Inequality and four-year degree attainment

Four-year degree attainment is essential to eliminating income and racial inequality. As the chart below makes clear, those with a four-year degree or more work more and earn more.

In a terrific analysis of four-year degree graduation rates by race Bridge documents how far Michigan has to go to eliminate the gap between Black and white college completion. They used rolling three-year averages of graduation rates for 13 of Michigan’s 15 public universities to look for trends, limiting its examination to public universities with an average of at least 100 Black undergraduate degree-seeking students in their student body.
They found that the state average Black graduation rate was 36.8 percent. Ranging from 19.9 percent at Wayne State University and Saginaw Valley State University to 81.6 percent at University of Michigan, Ann Arbor. For whites the state average was 58.7 percent. Ranging from 43.1 percent at University of Michigan, Flint to 92.5 percent at University of Michigan, Ann Arbor.
Bridge continues:
A Bridge analysis of national data reveals that Black college students at Michigan’s public universities graduated on average at a rate that is 22 percentage points lower than their white peers who entered freshman orientation with them — one of the largest racial graduation gaps in the nation.
Michigan’s Black-white graduation gap is almost double the national average of 12 percentage points. While other states are narrowing that gap, Michigan’s gap is growing. Between 1998 and 2000, the average grad gap at the state’s public universities was 18 percentage points; a decade later it was 20 percentage points. And by 2017-2019, the gap had grown to 22 points.
Just horrible! What makes this even more distressing is other states have made substantial progress. This is not one of those intractable problems where we don’t know what to do. We do. Making progress now is largely a question of commitment. Bridge continues:
Other states with large Black-white income gaps have found ways to close the racial graduation gap. North Carolina has a $23,000 gap between median household incomes of Black and white families, yet African Americans complete bachelor’s degrees at the state’s public universities at a higher rate than white students.
The origin of these gaps do not stem from the students themselves, said Kristen Renn, associate dean of undergraduate studies for student success research at Michigan State University.
“It’s not the students who need fixing, it’s the institution that gets in their way” she said.
Bridge concludes with a description of the playbook Georgia State University is using to eliminate their Black/white graduation gap. The results:
In 2018-2019, the Black graduation rate was 57 percent, while the white student graduation rate was 53 percent. Twenty years ago, when Georgia State first began addressing this issue, the white student graduation rate was 26 and the Black rate was even worse: 18 percent.
Georgia State’s Black students have been graduating at a rate equal to or higher than its white students since 2005.
A new book Won’t Lose the Dream details how Georgia State achieved its college graduation rate breakthrough. We have featured the playbook detailed in the book Redesigning America’s Community Colleges. Their playbook is as applicable to non-selective-admission universities as it is to community colleges. Both books are worth reading.

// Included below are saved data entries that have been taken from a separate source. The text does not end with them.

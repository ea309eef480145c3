//! Axum route handlers for the file gateway API.

use axum::{
    body::Body,
    extract::{OriginalUri, Path, RawQuery, Request, State},
    http::{header, HeaderValue, StatusCode},
    middleware,
    response::{IntoResponse, Response},
    routing::{get, post},
    Json, Router,
};
use gatehouse_core::{catalog, FileRecord, PageRequest};
use serde::Serialize;
use tower::ServiceExt;
use tower_http::{cors::CorsLayer, services::ServeFile, trace::TraceLayer};

use crate::{auth, error::FileGatewayError, state::SharedState};

// ── Response types ───────────────────────────────────────────────────────────

/// Body of `GET /v1/files`.
#[derive(Debug, Serialize)]
pub struct FileListResponse {
    pub value: Vec<FileRecord>,
    /// Absent on the last page.
    #[serde(rename = "@odata.nextLink", skip_serializing_if = "Option::is_none")]
    pub next_link: Option<String>,
    #[serde(rename = "@odata.context")]
    pub context: String,
}

/// Body of `GET /v1/files/{id}`.
#[derive(Debug, Serialize)]
pub struct FileMetadataResponse {
    pub value: FileRecord,
    #[serde(rename = "@odata.context")]
    pub context: String,
}

// ── Router ────────────────────────────────────────────────────────────────────

/// Build the application router over the given state.
///
/// The bearer check and the token endpoint are only installed when the state
/// carries the corresponding configuration.
pub fn create_router(state: SharedState) -> Router {
    let mut v1 = Router::new()
        .route("/files", get(list_files))
        .route("/files/{id}", get(get_file_metadata))
        .route("/files/{id}/download", get(download_file));
    if state.bearer_token.is_some() {
        let require_bearer = middleware::from_fn_with_state(state.clone(), auth::require_bearer);
        v1 = v1.route_layer(require_bearer);
    }

    let mut app = Router::new().route("/health", get(health)).nest("/v1", v1);
    if state.client_credentials.is_some() {
        app = app.route("/oauth2/token", post(auth::issue_token));
    }

    app.with_state(state)
        .layer(TraceLayer::new_for_http())
        .layer(CorsLayer::permissive())
}

// ── Handlers ──────────────────────────────────────────────────────────────────

/// `GET /health`: liveness check.
pub async fn health() -> impl IntoResponse {
    (StatusCode::OK, Json(serde_json::json!({"status": "ok"})))
}

/// `GET /v1/files?$skip&$top&$filter`: one page of the synthetic catalog.
///
/// Unparsable or negative `$skip`/`$top` fall back to their defaults.
pub async fn list_files(
    State(state): State<SharedState>,
    OriginalUri(uri): OriginalUri,
    RawQuery(query): RawQuery,
) -> Json<FileListResponse> {
    let request = page_request(query.as_deref(), state.default_page_size);
    let page = state.catalog.list(&request, state.timestamps);

    tracing::debug!(
        offset = request.offset,
        page_size = request.page_size,
        records = page.records.len(),
        last_page = page.next.is_none(),
        "listed files"
    );

    let base = state.public_base_url.as_str();
    Json(FileListResponse {
        value: page.records,
        next_link: page.next.map(|next| next_link(base, &next)),
        context: context_url(base, &uri),
    })
}

/// `GET /v1/files/{id}`: metadata for any id; nothing is looked up.
pub async fn get_file_metadata(
    State(state): State<SharedState>,
    OriginalUri(uri): OriginalUri,
    Path(file_id): Path<String>,
) -> Json<FileMetadataResponse> {
    Json(FileMetadataResponse {
        value: catalog::metadata(&file_id, state.timestamps),
        context: context_url(&state.public_base_url, &uri),
    })
}

/// `GET /v1/files/{id}/download`: stream `{id}.pdf` as an attachment.
///
/// The response is always `application/octet-stream`, whatever the file is.
///
/// # Errors
/// Returns [`FileGatewayError::FileNotFound`] unless `{content_dir}/{id}.pdf`
/// is an existing regular file.
pub async fn download_file(
    State(state): State<SharedState>,
    Path(file_id): Path<String>,
    request: Request,
) -> Result<Response, FileGatewayError> {
    let Some(path) = state.content_path(&file_id) else {
        return Err(FileGatewayError::FileNotFound(file_id));
    };
    let is_file = tokio::fs::metadata(&path).await.is_ok_and(|m| m.is_file());
    if !is_file {
        tracing::debug!(path = %path.display(), "download target missing");
        return Err(FileGatewayError::FileNotFound(file_id));
    }

    let served = match ServeFile::new(&path).oneshot(request).await {
        Ok(resp) => resp,
        Err(never) => match never {},
    };
    as_attachment(file_id, served.map(Body::new))
}

// ── Helpers ───────────────────────────────────────────────────────────────────

/// Marks a served file as an octet-stream attachment named `{file_id}.pdf`.
///
/// A 404 or server error from the file service means the file vanished or
/// became unreadable after the existence check.
fn as_attachment(file_id: String, mut response: Response) -> Result<Response, FileGatewayError> {
    let status = response.status();
    if status == StatusCode::NOT_FOUND || status.is_server_error() {
        tracing::debug!(file_id = %file_id, %status, "download target unavailable");
        return Err(FileGatewayError::FileNotFound(file_id));
    }

    let headers = response.headers_mut();
    let content_type = HeaderValue::from_static("application/octet-stream");
    headers.insert(header::CONTENT_TYPE, content_type);
    let disposition = format!("attachment; filename=\"{file_id}.pdf\"");
    let disposition = match HeaderValue::from_str(&disposition) {
        Ok(value) => value,
        Err(_) => HeaderValue::from_static("attachment"),
    };
    headers.insert(header::CONTENT_DISPOSITION, disposition);

    tracing::info!(file_id = %file_id, "serving download");
    Ok(response)
}

/// Reads `$skip`, `$top` and `$filter`, keeping the first occurrence of each.
fn page_request(query: Option<&str>, default_page_size: u64) -> PageRequest {
    let pairs: Vec<(String, String)> = query
        .and_then(|q| serde_urlencoded::from_str(q).ok())
        .unwrap_or_default();

    let offset = numeric_param(&pairs, "$skip").unwrap_or(0);
    let page_size = numeric_param(&pairs, "$top").unwrap_or(default_page_size);
    let filter = first_param(&pairs, "$filter").unwrap_or_default();
    PageRequest::new(offset, page_size, filter)
}

fn first_param<'a>(pairs: &'a [(String, String)], name: &str) -> Option<&'a str> {
    pairs
        .iter()
        .find(|(k, _)| k == name)
        .map(|(_, v)| v.as_str())
}

fn numeric_param(pairs: &[(String, String)], name: &str) -> Option<u64> {
    first_param(pairs, name)?.parse().ok()
}

fn next_link(base: &str, next: &PageRequest) -> String {
    format!(
        "{base}/v1/files?$skip={}&$top={}&$filter={}",
        next.offset,
        next.page_size,
        urlencoding::encode(&next.filter)
    )
}

fn context_url(base: &str, uri: &axum::http::Uri) -> String {
    let path = match uri.path_and_query() {
        Some(pq) => pq.as_str(),
        None => uri.path(),
    };
    format!("{base}{path}")
}

#[cfg(test)]
mod tests {
    use std::sync::Arc;

    use axum::http::Request;

    use super::*;
    use crate::{config::Config, state::GatewayState};

    fn test_state() -> SharedState {
        match Config::from_vars(|_| None) {
            Ok(config) => Arc::new(GatewayState::from_config(&config)),
            Err(e) => panic!("default config must load: {e}"),
        }
    }

    async fn fetch(uri: &str) -> (StatusCode, serde_json::Value) {
        get_json(create_router(test_state()), uri).await
    }

    async fn get_json(app: Router, uri: &str) -> (StatusCode, serde_json::Value) {
        let req = match Request::builder().uri(uri).body(Body::empty()) {
            Ok(r) => r,
            Err(e) => panic!("failed to build request: {e}"),
        };
        let resp = match app.oneshot(req).await {
            Ok(r) => r,
            Err(e) => panic!("handler error: {e}"),
        };
        let status = resp.status();
        let bytes = match axum::body::to_bytes(resp.into_body(), usize::MAX).await {
            Ok(b) => b,
            Err(e) => panic!("failed to read body: {e}"),
        };
        match serde_json::from_slice(&bytes) {
            Ok(v) => (status, v),
            Err(e) => panic!("invalid JSON: {e}"),
        }
    }

    #[tokio::test]
    async fn health_response_format_returns_ok_with_status_field() {
        let (status, body) = fetch("/health").await;
        assert_eq!(status, StatusCode::OK);
        assert_eq!(body["status"], "ok");
    }

    #[tokio::test]
    async fn list_files_returns_page_with_continuation() {
        let (status, body) = fetch("/v1/files?$skip=0&$top=10").await;
        assert_eq!(status, StatusCode::OK);
        let value = body["value"].as_array().map_or(0, Vec::len);
        assert_eq!(value, 9, "floor truncation drops one record");
        assert_eq!(body["value"][0]["name"], "1_150_kb.pdf");
        assert_eq!(body["value"][0]["id"], "MV8xNTBfa2IucGRm");
        let next = "http://127.0.0.1:5001/v1/files?$skip=10&$top=10&$filter=";
        assert_eq!(body["@odata.nextLink"], next);
        let context = "http://127.0.0.1:5001/v1/files?$skip=0&$top=10";
        assert_eq!(body["@odata.context"], context);
    }

    #[tokio::test]
    async fn list_files_is_deterministic() {
        let (_, first) = fetch("/v1/files?$skip=0&$top=10").await;
        let (_, second) = fetch("/v1/files?$skip=0&$top=10").await;
        assert_eq!(first["value"], second["value"]);
    }

    #[tokio::test]
    async fn list_files_omits_next_link_on_last_page() {
        let (_, body) = fetch("/v1/files?$skip=49990&$top=10").await;
        assert!(body.get("@odata.nextLink").is_none());
        assert_eq!(body["value"][0]["name"], "49991_150_kb.pdf");
    }

    #[tokio::test]
    async fn list_files_at_huge_skip_keeps_names_unique() {
        let (status, body) = fetch("/v1/files?$skip=18446744073709551610&$top=10").await;
        assert_eq!(status, StatusCode::OK);
        let Some(values) = body["value"].as_array() else {
            panic!("value must be an array: {body}");
        };
        let mut names: Vec<&str> = values.iter().filter_map(|v| v["name"].as_str()).collect();
        assert_eq!(names.len(), 9);
        names.sort_unstable();
        names.dedup();
        assert_eq!(names.len(), 9, "names must not repeat");
    }

    #[tokio::test]
    async fn list_files_ignores_malformed_parameters() {
        let (status, body) = fetch("/v1/files?$skip=abc&$top=-3").await;
        assert_eq!(status, StatusCode::OK);
        assert_eq!(body["value"].as_array().map_or(0, Vec::len), 1000);
        assert_eq!(body["value"][0]["name"], "1_150_kb.pdf");
    }

    #[tokio::test]
    async fn list_files_carries_encoded_filter() {
        let (_, body) = fetch("/v1/files?$top=100&$filter=status%20eq%20active").await;
        assert_eq!(
            body["@odata.nextLink"],
            "http://127.0.0.1:5001/v1/files?$skip=100&$top=100&$filter=status%20eq%20active"
        );
    }

    #[tokio::test]
    async fn metadata_never_404s() {
        let (status, body) = fetch("/v1/files/anything-at-all").await;
        assert_eq!(status, StatusCode::OK);
        assert_eq!(body["value"]["name"], "anything-at-all");
        assert_eq!(body["value"]["content"]["mime_type"], "application/pdf");
        let context = "http://127.0.0.1:5001/v1/files/anything-at-all";
        assert_eq!(body["@odata.context"], context);
    }

    #[tokio::test]
    async fn download_of_missing_file_returns_file_not_found() {
        let (status, body) = fetch("/v1/files/does-not-exist/download").await;
        assert_eq!(status, StatusCode::NOT_FOUND);
        assert_eq!(body["code"], "FILE_NOT_FOUND");
    }

    #[tokio::test]
    async fn vanished_download_target_reports_file_not_found() {
        for status in [StatusCode::NOT_FOUND, StatusCode::INTERNAL_SERVER_ERROR] {
            let mut served = Response::new(Body::empty());
            *served.status_mut() = status;
            let err = match as_attachment("report".to_owned(), served) {
                Ok(r) => panic!("expected FileNotFound for {status}, got {}", r.status()),
                Err(e) => e,
            };
            let resp = err.into_response();
            assert_eq!(resp.status(), StatusCode::NOT_FOUND);
            let bytes = match axum::body::to_bytes(resp.into_body(), 1024).await {
                Ok(b) => b,
                Err(e) => panic!("failed to read body: {e}"),
            };
            let body: serde_json::Value = match serde_json::from_slice(&bytes) {
                Ok(v) => v,
                Err(e) => panic!("invalid JSON: {e}"),
            };
            assert_eq!(body["code"], "FILE_NOT_FOUND");
        }
    }

    #[test]
    fn served_file_becomes_octet_stream_attachment() {
        let response = match as_attachment("report".to_owned(), Response::new(Body::empty())) {
            Ok(r) => r,
            Err(e) => panic!("successful response must pass through: {e}"),
        };
        let headers = response.headers();
        assert_eq!(headers[header::CONTENT_TYPE], "application/octet-stream");
        let disposition = &headers[header::CONTENT_DISPOSITION];
        assert_eq!(disposition, "attachment; filename=\"report.pdf\"");
    }

    #[tokio::test]
    async fn token_endpoint_is_absent_by_default() {
        let req = match Request::post("/oauth2/token").body(Body::empty()) {
            Ok(r) => r,
            Err(e) => panic!("failed to build request: {e}"),
        };
        let resp = match create_router(test_state()).oneshot(req).await {
            Ok(r) => r,
            Err(e) => panic!("handler error: {e}"),
        };
        assert_eq!(resp.status(), StatusCode::NOT_FOUND);
    }

    #[test]
    fn page_request_keeps_first_occurrence() {
        let request = page_request(Some("$top=5&$top=9&$skip=3"), 1000);
        assert_eq!(request, PageRequest::new(3, 5, ""));
        assert_eq!(page_request(None, 250), PageRequest::new(0, 250, ""));
    }

    #[test]
    fn file_list_response_serialization_omits_absent_next_link() {
        let response = FileListResponse {
            value: vec![],
            next_link: None,
            context: "c".to_owned(),
        };
        let json = match serde_json::to_string(&response) {
            Ok(s) => s,
            Err(e) => panic!("serialization failed: {e}"),
        };
        assert_eq!(json, r#"{"value":[],"@odata.context":"c"}"#);
    }
}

To make matters worse there also is a huge college attainment rate gap by class. The Federal Reserve Bank found in their annual report on the economic well-being of America households that 72 percent of those 22-29 with at least one parent with a bachelor’s degree have a B.A. This compares to 35 percent with a B.A. of those 22-29 with at least one parent with some college but neither with a bachelor’s degree and 19 percent of those with both parents having a high school degree or less.
It is far past time that Michigan learn the lesson that as long as we have huge gaps by race and class in four-year degree attainment Michigan will not substantially reduce income and racial inequality. End of story!
The author assume that the student who goes to college has equal intelligence and equal motivation as non college bound student. Which is totally false. He also assume that inequality in eduation is cause for inequality in education… another dumb and naive assumption to make. The best indicator of income is people s cognitive ability and iq. Different people have different cognitive ability….iq.
And for some reason you don’t acknowledge this fact.
Thanks for the comment. We can disagree on whether getting a four-year degree is an important/primary factor in those with four-year degrees working more and earning more over a forty-year career, but the reason for that disagreement isn’t that you are smart and we are not. First IQ scores or test scores, if that is the measure of cognitive ability, are not exclusive factors in lifetime earnings. There are a whole set of other skills that are rewarded in the labor market. What you are positing is that the skills, broadly defined, one has when they leave high school is what determines lifetime work earnings. That there is no value added in earning a four-year degree. That those with the same cognitive test scores/IQ will have basically the same lifetime work earnings whether they get a four-year degree or not. It is clear employers don’t believe that nor do high achieving high-school students or their parents, not to mention affluent parents of not so high-achieving high school students. All of whom place a high-value on the four-year degree.